An Article

How Organization Size Influences Developers’ Decision-Making

Nick Walsh By Nick Walsh // 4.30.2024

We’ll start with a statement that’ll surprise no one: The right technical decisions for a small company and a large company don’t match up.

Patterns and processes from the gradient of organization sizes aren’t always broadly applicable. It’s like building a chair by hand versus setting that chair up for mass production — each method requires different skill sets, needs, and goals. Scale introduces change.

Here we take a closer look at how size meaningfully impacts developers’ decision-making. Let’s dive in. 

A Note on Size

Our three categories here — small, medium, and large — are solely size-related. It’s tempting to pull in a word like startup as a synonym, but that’s more of a phase than a unit of measure. A ten-person, ten-year-old company probably isn’t a startup; a three-year-old company with hundreds of folks might be.

Small Companies

Kicking off on the small end of the spectrum, it’s hard to define exactly where a small company ends and a medium one begins, but we’ll use 50 people and/or $10M in revenue as the threshold. Above that, characteristics from the medium category have an outsized influence.

The One Word Summary: Opinionated

Small companies don’t have the time, capital, or headcount to do everything for everyone. The software they build (and use) has to prioritize what’s most important — and is often differentiated by what it doesn’t do.

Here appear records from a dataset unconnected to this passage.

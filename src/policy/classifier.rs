//! 分类器：对 (tool_name, namespace) 的全函数
//!
//! 每次 prepare 都重新查询，不按 tool_call_id 缓存。查不到时给出保守默认值：
//! MCP 工具默认 local，其它工具默认 external；这两种默认都记 `policy_matched = false`。

use crate::policy::{PolicyTable, ReplayPolicy, SideEffectClass};

#[derive(Debug, Clone, PartialEq, Eq)]
pub struct Classification {
    pub side_effect: SideEffectClass,
    pub replay_policy: ReplayPolicy,
    pub policy_matched: bool,
    pub policy_rule_id: String,
}

impl PolicyTable {
    pub fn classify(&self, tool_name: &str, namespace: &str) -> Classification {
        let (side_effect, policy_matched, policy_rule_id, rule_replay) =
            self.side_effect_decision(tool_name, namespace);
        let replay_policy = if self.is_spawn(tool_name, namespace) {
            ReplayPolicy::Relaunch
        } else if let Some(policy) = rule_replay {
            policy
        } else {
            derive_replay_policy(side_effect)
        };
        Classification {
            side_effect,
            replay_policy,
            policy_matched,
            policy_rule_id,
        }
    }

    pub fn classify_side_effect(&self, tool_name: &str, namespace: &str) -> SideEffectClass {
        self.side_effect_decision(tool_name, namespace).0
    }

    pub fn classify_replay_policy(&self, tool_name: &str, namespace: &str) -> ReplayPolicy {
        self.classify(tool_name, namespace).replay_policy
    }

    fn side_effect_decision(
        &self,
        tool_name: &str,
        namespace: &str,
    ) -> (SideEffectClass, bool, String, Option<ReplayPolicy>) {
        if let Some(rule) = self.rule_for(tool_name, namespace) {
            let id = format!("rule:{}/{}", namespace.to_lowercase(), tool_name.to_lowercase());
            return (rule.side_effect, true, id, rule.replay_policy);
        }
        if self.is_spawn(tool_name, namespace) {
            return (SideEffectClass::External, true, "native.spawn".into(), None);
        }

        if namespace.eq_ignore_ascii_case(&self.mcp_namespace) {
            let upper = tool_name.trim().to_uppercase();
            if self.mcp_side_effecting.contains(&upper) {
                return (SideEffectClass::External, true, "mcp.side_effecting".into(), None);
            }
            if self.mcp_read_only.contains(&upper) {
                return (SideEffectClass::ReadOnly, true, "mcp.read_only".into(), None);
            }
            return (SideEffectClass::Local, false, "mcp.default_local".into(), None);
        }

        let tokens = name_tokens(tool_name);
        if let Some(kw) = first_keyword(&tokens, &self.mutating_keywords) {
            return (SideEffectClass::External, true, format!("keyword.mutating:{kw}"), None);
        }
        if let Some(kw) = first_keyword(&tokens, &self.read_keywords) {
            return (SideEffectClass::ReadOnly, true, format!("keyword.read:{kw}"), None);
        }
        (SideEffectClass::External, false, "default.external".into(), None)
    }
}

/// 工具名切词：按非字母数字字符与驼峰边界切分，统一大写。
/// `getUserThenSendEmail` → GET USER THEN SEND EMAIL；`SENDGRID` 这类连写大写词不拆。
pub(crate) fn name_tokens(tool_name: &str) -> Vec<String> {
    let mut tokens = Vec::new();
    for word in tool_name
        .split(|c: char| !c.is_ascii_alphanumeric())
        .filter(|w| !w.is_empty())
    {
        let chars: Vec<char> = word.chars().collect();
        let mut start = 0;
        for i in 1..chars.len() {
            let (prev, cur) = (chars[i - 1], chars[i]);
            let next_lower = chars.get(i + 1).is_some_and(|c| c.is_ascii_lowercase());
            // fooBar、s3Upload 与 HTTPRequest 中的 R
            let boundary = cur.is_ascii_uppercase()
                && (prev.is_ascii_lowercase()
                    || prev.is_ascii_digit()
                    || (prev.is_ascii_uppercase() && next_lower));
            if boundary {
                tokens.push(chars[start..i].iter().collect::<String>().to_ascii_uppercase());
                start = i;
            }
        }
        tokens.push(chars[start..].iter().collect::<String>().to_ascii_uppercase());
    }
    tokens
}

fn first_keyword<'k>(tokens: &[String], keywords: &'k [String]) -> Option<&'k str> {
    keywords
        .iter()
        .find(|kw| tokens.iter().any(|t| t == *kw))
        .map(String::as_str)
}

/// read_only → REPLAY_IDEMPOTENT，其余 → REPLAY_EXACT（子任务另行处理）
pub fn derive_replay_policy(side_effect: SideEffectClass) -> ReplayPolicy {
    match side_effect {
        SideEffectClass::ReadOnly => ReplayPolicy::ReplayIdempotent,
        _ => ReplayPolicy::ReplayExact,
    }
}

Something like The Joy of React’s edtech approach fits in perfectly here: It has a narrow, specialized scope, includes the author’s (practiced) opinions, and uses unique learning exercises. On the other end of the React training spectrum, Codecademy’s React courses stick to a more consistent presentation and are a drop in a very large content bucket. Small and unique versus large and scalable, each with their own merits.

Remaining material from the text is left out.